The Greek word for mustard is also quite revealing. It is the word sinapi which is thought to be from sinamai meaning to hurt or to sting. The word sinapi also refers to giving a sour look. This is the negative picture one would have had when the word mustard was mentioned.
Even today, the mustard bush, like all weeds, is known to grow well and very fast in most soils and this causes a lot of problems for many farmers who complain that it is the cause of crop reduction. They say that wild mustard seeds also cause serious illness in livestock when they are ingested. It is then very doubtful that this tree would be used for the growth of the good side of the church.
Some have argued, “Even though it is a weed, why would Jesus have used the mustard seed to speak of faith when He said, “If you have faith the size of a mustard seed, you will say to this mountain, ‘Move from here to there,’ and it will move; and nothing will be impossible to you”. Matthew 17:20
Yeshua used the mustard seed as He used the serpent when He said, “Be wise as a serpent” Matthew 10:16. We know the serpent is a symbol of the devil. Both were being compared to a believer in action and in each case context directs its interpretation.

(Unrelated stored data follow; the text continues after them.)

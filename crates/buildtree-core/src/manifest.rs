use std::collections::HashSet;
use std::path::Path;

use serde::Deserialize;

use crate::archive::ArchiveType;
use crate::error::{Error, Result};

/// The XML package manifest.
///
/// ```xml
/// <manifest>
///   <repository url="https://host/files/" version_url="https://host/showfiles.php?group_id=123456">
///     <package name="ildjit" pack_name="ildjit" type="tar.gz"/>
///     <package name="libjit" father="ildjit" pack_name="libjit" type="tar.gz"/>
///   </repository>
/// </manifest>
/// ```
#[derive(Debug, Clone, Deserialize, PartialEq, Eq)]
pub struct PackageManifest {
    #[serde(rename = "repository", default)]
    pub repositories: Vec<RepositoryEntry>,
}

#[derive(Debug, Clone, Deserialize, PartialEq, Eq)]
pub struct RepositoryEntry {
    pub url: String,
    pub version_url: String,
    #[serde(rename = "package", default)]
    pub packages: Vec<PackageEntry>,
}

#[derive(Debug, Clone, Deserialize, PartialEq, Eq)]
pub struct PackageEntry {
    pub name: String,
    #[serde(default)]
    pub father: Option<String>,
    pub pack_name: String,
    #[serde(rename = "type")]
    pub archive_type: String,
}

impl PackageManifest {
    pub fn from_xml_str(input: &str) -> Result<Self> {
        let mut manifest: Self = serde_xml_rs::from_str(input)
            .map_err(|err| Error::parse("package manifest", err.to_string()))?;
        manifest.normalize();
        manifest.validate()?;
        Ok(manifest)
    }

    pub fn from_path(path: &Path) -> Result<Self> {
        let raw = std::fs::read_to_string(path).map_err(|err| {
            Error::parse(format!("package manifest {}", path.display()), err.to_string())
        })?;
        Self::from_xml_str(&raw).map_err(|err| match err {
            Error::Parse { diagnostic, .. } => Error::parse(
                format!("package manifest {}", path.display()),
                diagnostic,
            ),
            other => other,
        })
    }

    pub fn packages(&self) -> impl Iterator<Item = &PackageEntry> {
        self.repositories
            .iter()
            .flat_map(|repository| repository.packages.iter())
    }

    fn normalize(&mut self) {
        for repository in &mut self.repositories {
            repository.url = repository.url.trim().to_string();
            repository.version_url = repository.version_url.trim().to_string();
            for package in &mut repository.packages {
                package.name = package.name.trim().to_string();
                package.pack_name = package.pack_name.trim().to_string();
                package.archive_type = package.archive_type.trim().to_string();
                package.father = package
                    .father
                    .take()
                    .map(|father| father.trim().to_string())
                    .filter(|father| !father.is_empty());
            }
        }
    }

    pub(crate) fn validate(&self) -> Result<()> {
        let mut names = HashSet::new();
        let mut root: Option<&str> = None;

        for package in self.packages() {
            if package.name.is_empty() {
                return Err(Error::parse("package manifest", "package name must not be empty"));
            }
            if package.pack_name.is_empty() {
                return Err(Error::parse(
                    "package manifest",
                    format!("package '{}' has an empty pack_name", package.name),
                ));
            }
            if ArchiveType::parse(&package.archive_type).is_none() {
                return Err(Error::parse(
                    "package manifest",
                    format!("package '{}' has an empty type", package.name),
                ));
            }
            if !names.insert(package.name.as_str()) {
                return Err(Error::parse(
                    "package manifest",
                    format!("duplicate package '{}'", package.name),
                ));
            }
            if package.father.is_none() {
                if let Some(existing) = root {
                    return Err(Error::parse(
                        "package manifest",
                        format!(
                            "packages '{existing}' and '{}' both omit 'father'; exactly one root is allowed",
                            package.name
                        ),
                    ));
                }
                root = Some(&package.name);
            }
        }

        if root.is_none() {
            return Err(Error::parse(
                "package manifest",
                "no package omits 'father'; exactly one root is required",
            ));
        }

        for package in self.packages() {
            if let Some(father) = &package.father {
                if father == &package.name {
                    return Err(Error::parse(
                        "package manifest",
                        format!("package '{}' is its own father", package.name),
                    ));
                }
                if !names.contains(father.as_str()) {
                    return Err(Error::parse(
                        "package manifest",
                        format!(
                            "package '{}' names unknown father '{father}'",
                            package.name
                        ),
                    ));
                }
            }
        }

        Ok(())
    }
}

No Rest where these Birds Rest
But there is even more to the negative side of the Mustard Tree. At the end of the parable, after Yeshua says that this tree will grow to great heights, he then quotes a verse from Daniel 4 and says, “So that the birds of the air can nest under its shade.”

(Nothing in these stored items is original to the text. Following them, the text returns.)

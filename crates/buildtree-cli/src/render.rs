use std::io::IsTerminal;
use std::time::{Duration, Instant};

use anstyle::{AnsiColor, Effects, Style};
use buildtree_builder::{BuildEvent, EventSink};
use indicatif::{HumanCount, ProgressBar, ProgressStyle};

#[derive(Copy, Clone, Debug, Eq, PartialEq)]
pub enum OutputStyle {
    Plain,
    Rich,
}

pub fn resolve_output_style(stdout_is_tty: bool) -> OutputStyle {
    if stdout_is_tty && std::env::var_os("NO_COLOR").is_none() {
        OutputStyle::Rich
    } else {
        OutputStyle::Plain
    }
}

fn current_output_style() -> OutputStyle {
    resolve_output_style(std::io::stdout().is_terminal())
}

#[derive(Copy, Clone, Debug)]
pub struct TerminalRenderer {
    style: OutputStyle,
}

pub struct TerminalProgress {
    style: OutputStyle,
    label: String,
    total: u64,
    current: u64,
    progress_bar: Option<ProgressBar>,
    started_at: Instant,
}

impl TerminalRenderer {
    pub fn from_style(style: OutputStyle) -> Self {
        Self { style }
    }

    pub fn current() -> Self {
        Self::from_style(current_output_style())
    }

    pub fn style(self) -> OutputStyle {
        self.style
    }

    pub fn print_status(self, status: &str, message: &str) {
        println!("{}", render_status_line(self.style, status, message));
    }

    pub fn print_section(self, title: &str) {
        if self.style == OutputStyle::Rich {
            println!();
            println!("{}", colorize(section_style(), &format!("== {title} ==")));
        }
    }

    pub fn print_lines(self, lines: &[String]) {
        for line in lines {
            println!("{line}");
        }
    }

    pub fn start_progress(self, label: &str, total: u64) -> TerminalProgress {
        let progress_bar = if self.style == OutputStyle::Rich {
            let progress_bar = ProgressBar::new(total.max(1));
            if let Ok(style) = ProgressStyle::with_template(
                "{spinner:.cyan.bold} {msg:<40!} [{bar:20.cyan/blue}] {pos:>3}/{len:3} {elapsed_precise}",
            ) {
                progress_bar.set_style(
                    style
                        .tick_chars(progress_tick_chars(label))
                        .progress_chars("=>-"),
                );
            }
            progress_bar.set_message(label.to_string());
            progress_bar.enable_steady_tick(Duration::from_millis(80));
            Some(progress_bar)
        } else {
            None
        };

        TerminalProgress {
            style: self.style,
            label: label.to_string(),
            total,
            current: 0,
            progress_bar,
            started_at: Instant::now(),
        }
    }
}

impl TerminalProgress {
    pub fn inc(&mut self) {
        self.current = (self.current + 1).min(self.total);
        if let Some(progress_bar) = &self.progress_bar {
            progress_bar.set_position(self.current);
        }
    }

    /// Rich output shows the description on the bar; plain output prints it.
    pub fn describe(&self, description: &str) {
        match &self.progress_bar {
            Some(progress_bar) => progress_bar.set_message(description.to_string()),
            None => println!("{description}"),
        }
    }

    /// Print above the bar without tearing it.
    pub fn println(&self, line: &str) {
        match &self.progress_bar {
            Some(progress_bar) => progress_bar.suspend(|| eprintln!("{line}")),
            None => eprintln!("{line}"),
        }
    }

    pub fn finish_success(mut self) {
        let Some(progress_bar) = self.progress_bar.take() else {
            return;
        };

        progress_bar.finish_and_clear();
        if let Some(line) = render_progress_line(
            self.style,
            &self.label,
            self.current,
            self.total,
            Some(self.started_at.elapsed()),
        ) {
            println!("{line}");
        }
    }

    pub fn finish_abandon(mut self) {
        if let Some(progress_bar) = self.progress_bar.take() {
            progress_bar.abandon();
        }
    }
}

/// Event sink that drives the progress bar and prints failure reports.
pub struct BuildProgress {
    progress: TerminalProgress,
    style: OutputStyle,
    failures: usize,
    completed: bool,
}

impl BuildProgress {
    pub fn new(progress: TerminalProgress, style: OutputStyle) -> Self {
        Self {
            progress,
            style,
            failures: 0,
            completed: false,
        }
    }

    pub fn failures(&self) -> usize {
        self.failures
    }

    pub fn finish(self) {
        if self.completed && self.failures == 0 {
            self.progress.finish_success();
        } else {
            self.progress.finish_abandon();
        }
    }
}

impl EventSink for BuildProgress {
    fn emit(&mut self, event: BuildEvent) {
        match event {
            BuildEvent::ProgressIncrement => self.progress.inc(),
            BuildEvent::ActionDescription(description) => self.progress.describe(&description),
            BuildEvent::SubtreeCompleted => {}
            BuildEvent::Error {
                title,
                header,
                diagnostic,
            }
            | BuildEvent::RemovalError {
                title,
                header,
                diagnostic,
            } => {
                self.failures += 1;
                for line in render_error_report(self.style, &title, &header, &diagnostic) {
                    self.progress.println(&line);
                }
            }
            BuildEvent::Completion => self.completed = true,
        }
    }
}

pub fn render_status_line(style: OutputStyle, status: &str, message: &str) -> String {
    match style {
        OutputStyle::Plain => message.to_string(),
        OutputStyle::Rich => {
            let badge = match status {
                "ok" => "[OK]",
                "warn" => "[WARN]",
                "error" => "[ERR]",
                "step" => "[..]",
                _ => "[INFO]",
            };
            format!("{badge} {message}")
        }
    }
}

/// Title, header and the verbatim diagnostic, one block per failure.
pub fn render_error_report(
    style: OutputStyle,
    title: &str,
    header: &str,
    diagnostic: &str,
) -> Vec<String> {
    let heading = match style {
        OutputStyle::Plain => format!("{title}: {header}"),
        OutputStyle::Rich => format!(
            "{} {header}",
            colorize(error_style(), &format!("[ERR] {title}:"))
        ),
    };
    let mut lines = vec![heading];
    lines.extend(
        diagnostic
            .lines()
            .filter(|line| !line.trim().is_empty())
            .map(|line| format!("    {line}")),
    );
    lines
}

fn format_elapsed(elapsed: Duration) -> String {
    let secs = elapsed.as_secs();
    let millis = elapsed.subsec_millis();
    format!("{secs}.{millis:03}s")
}

fn progress_tick_chars(label: &str) -> &'static str {
    match label {
        "install" => ".oO@* ",
        "upgrade" => "-=~* ",
        "rebuild" => "<^>v ",
        _ => "|/-\\ ",
    }
}

fn section_style() -> Style {
    Style::new()
        .fg_color(Some(AnsiColor::BrightBlue.into()))
        .effects(Effects::BOLD)
}

fn error_style() -> Style {
    Style::new()
        .fg_color(Some(AnsiColor::BrightRed.into()))
        .effects(Effects::BOLD)
}

fn progress_label_style() -> Style {
    Style::new()
        .fg_color(Some(AnsiColor::BrightCyan.into()))
        .effects(Effects::BOLD)
}

fn progress_bar_style() -> Style {
    Style::new().fg_color(Some(AnsiColor::BrightBlue.into()))
}

fn colorize(style: Style, text: &str) -> String {
    format!("{}{}{}", style.render(), text, style.render_reset())
}

pub fn render_progress_line(
    style: OutputStyle,
    label: &str,
    current: u64,
    total: u64,
    elapsed: Option<Duration>,
) -> Option<String> {
    if style == OutputStyle::Plain {
        return None;
    }

    let width = 18_usize;
    let safe_total = total.max(1);
    let bounded_current = current.min(safe_total);
    let filled = ((bounded_current as usize) * width) / (safe_total as usize);
    let bar = format!(
        "{}{}",
        "=".repeat(filled),
        "-".repeat(width.saturating_sub(filled))
    );
    let percent = (bounded_current * 100) / safe_total;
    let counts = format!("{}/{}", HumanCount(current), HumanCount(total));
    let suffix = elapsed
        .map(|value| format!(" complete in {}", format_elapsed(value)))
        .unwrap_or_default();

    Some(format!(
        "{} [{}] {:>3}% {}{}",
        colorize(progress_label_style(), label),
        colorize(progress_bar_style(), &bar),
        percent,
        counts,
        suffix
    ))
}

This is an almost word for word quotation from the Greek Bible, the Septuagint on Daniel 4:12. So many would have recognized Yeshua’s quotation since Daniel was a much read prophet of the first century. But what is the relation between Daniel 4 and the Mustard Seed?
By quoting Daniel 4, we are brought to see that the Mustard Tree is directly related to Babel or Babylon and this quote helps us to make a direct link with the Babylon of Revelation 17 which is the false church that is presently taking shape around us.

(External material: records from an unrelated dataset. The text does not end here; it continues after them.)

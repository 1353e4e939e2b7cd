mod archive;
mod error;
mod manifest;
mod tree;
pub mod version;

pub use archive::{ArchiveType, Extractor};
pub use error::{Error, Result};
pub use manifest::{PackageEntry, PackageManifest, RepositoryEntry};
pub use tree::{NodeAction, NodeId, PackageNode, PackageTree, Repository};
use thiserror::Error as ThisError;

/// Every failure the installer reports.
///
/// Each variant carries the package (or subject) it concerns and the raw
/// diagnostic text, so a failure can be rendered as the three-part report
/// used by every front end: [`Error::title`], [`Error::header`] and
/// [`Error::diagnostic`].
#[derive(Debug, Clone, PartialEq, Eq, ThisError)]
pub enum Error {
    #[error("failed to parse {subject}: {diagnostic}")]
    Parse { subject: String, diagnostic: String },

    #[error("error unpacking {package}: {diagnostic}")]
    Unpack { package: String, diagnostic: String },

    #[error("folder {package} is missing: {diagnostic}")]
    MissingFolder { package: String, diagnostic: String },

    #[error("a dependency of {package} is missing: {diagnostic}")]
    Configure { package: String, diagnostic: String },

    #[error("error while cleaning {package}: {diagnostic}")]
    Clean { package: String, diagnostic: String },

    #[error("error while building {package}: {diagnostic}")]
    Build { package: String, diagnostic: String },

    #[error("error while installing {package}: {diagnostic}")]
    Install { package: String, diagnostic: String },

    #[error("error removing {package}: {diagnostic}")]
    Removal { package: String, diagnostic: String },

    #[error("cannot connect to {url}: {diagnostic}")]
    Connection { url: String, diagnostic: String },
}

pub type Result<T> = std::result::Result<T, Error>;

impl Error {
    pub fn parse(subject: impl Into<String>, diagnostic: impl Into<String>) -> Self {
        Self::Parse {
            subject: subject.into(),
            diagnostic: diagnostic.into(),
        }
    }

    pub fn title(&self) -> &'static str {
        match self {
            Self::Parse { .. } => "Parsing Error",
            Self::Unpack { .. } => "Unpack Error",
            Self::MissingFolder { .. } => "Missing Folder",
            Self::Configure { .. } => "Error while configuring",
            Self::Clean { .. } => "Error while cleaning",
            Self::Build { .. } => "Error while building",
            Self::Install { .. } => "Error while installing",
            Self::Removal { .. } => "Removal Error",
            Self::Connection { .. } => "Connection Error",
        }
    }

    pub fn header(&self) -> String {
        match self {
            Self::Parse { subject, .. } => format!("Error parsing {subject}."),
            Self::Unpack { package, .. } => format!("Error unpacking {package}."),
            Self::MissingFolder { package, .. } => format!("Folder {package} is missing."),
            Self::Configure { package, .. } => format!("A dependency of {package} is missing."),
            Self::Clean { package, .. } => format!("Error while cleaning {package}."),
            Self::Build { package, .. } => format!("Error while building {package}."),
            Self::Install { package, .. } => format!("Error while installing {package}."),
            Self::Removal { package, .. } => format!("Error removing {package}."),
            Self::Connection { url, .. } => format!("Cannot connect to {url}."),
        }
    }

    pub fn diagnostic(&self) -> &str {
        match self {
            Self::Parse { diagnostic, .. }
            | Self::Unpack { diagnostic, .. }
            | Self::MissingFolder { diagnostic, .. }
            | Self::Configure { diagnostic, .. }
            | Self::Clean { diagnostic, .. }
            | Self::Build { diagnostic, .. }
            | Self::Install { diagnostic, .. }
            | Self::Removal { diagnostic, .. }
            | Self::Connection { diagnostic, .. } => diagnostic,
        }
    }
}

This was the king’s dream; ‘The tree grew large and became strong and its height reached to the sky, And it was visible to the end of the whole earth. ‘Its foliage was beautiful and its fruit abundant, And in it was food for all. The beasts of the field found shade under it, And the birds of the sky dwelt in its branches, And all living creatures fed themselves from it. The part that Yeshua cited is in vs.11-12, speaking of the birds which are dwelling in its branches.
Rabbinical commentators understood these birds of the air to be unclean ones (b. Hul. 139B–140A). They noticed that it speaks of the birds of heaven, including all kinds of birds.
Then here in Revelation 18:2, relating to the fall of this empire, we read of the birds who dwell in Babylon. “Fallen, fallen is Babylon the great! She has become a dwelling place of demons and a prison of every unclean spirit, and a prison of every unclean and hateful bird.” Babylon rises and becomes the center of this earth and then, when Yeshua comes back, it is destroyed, and very fast, and forever. But this is yet future.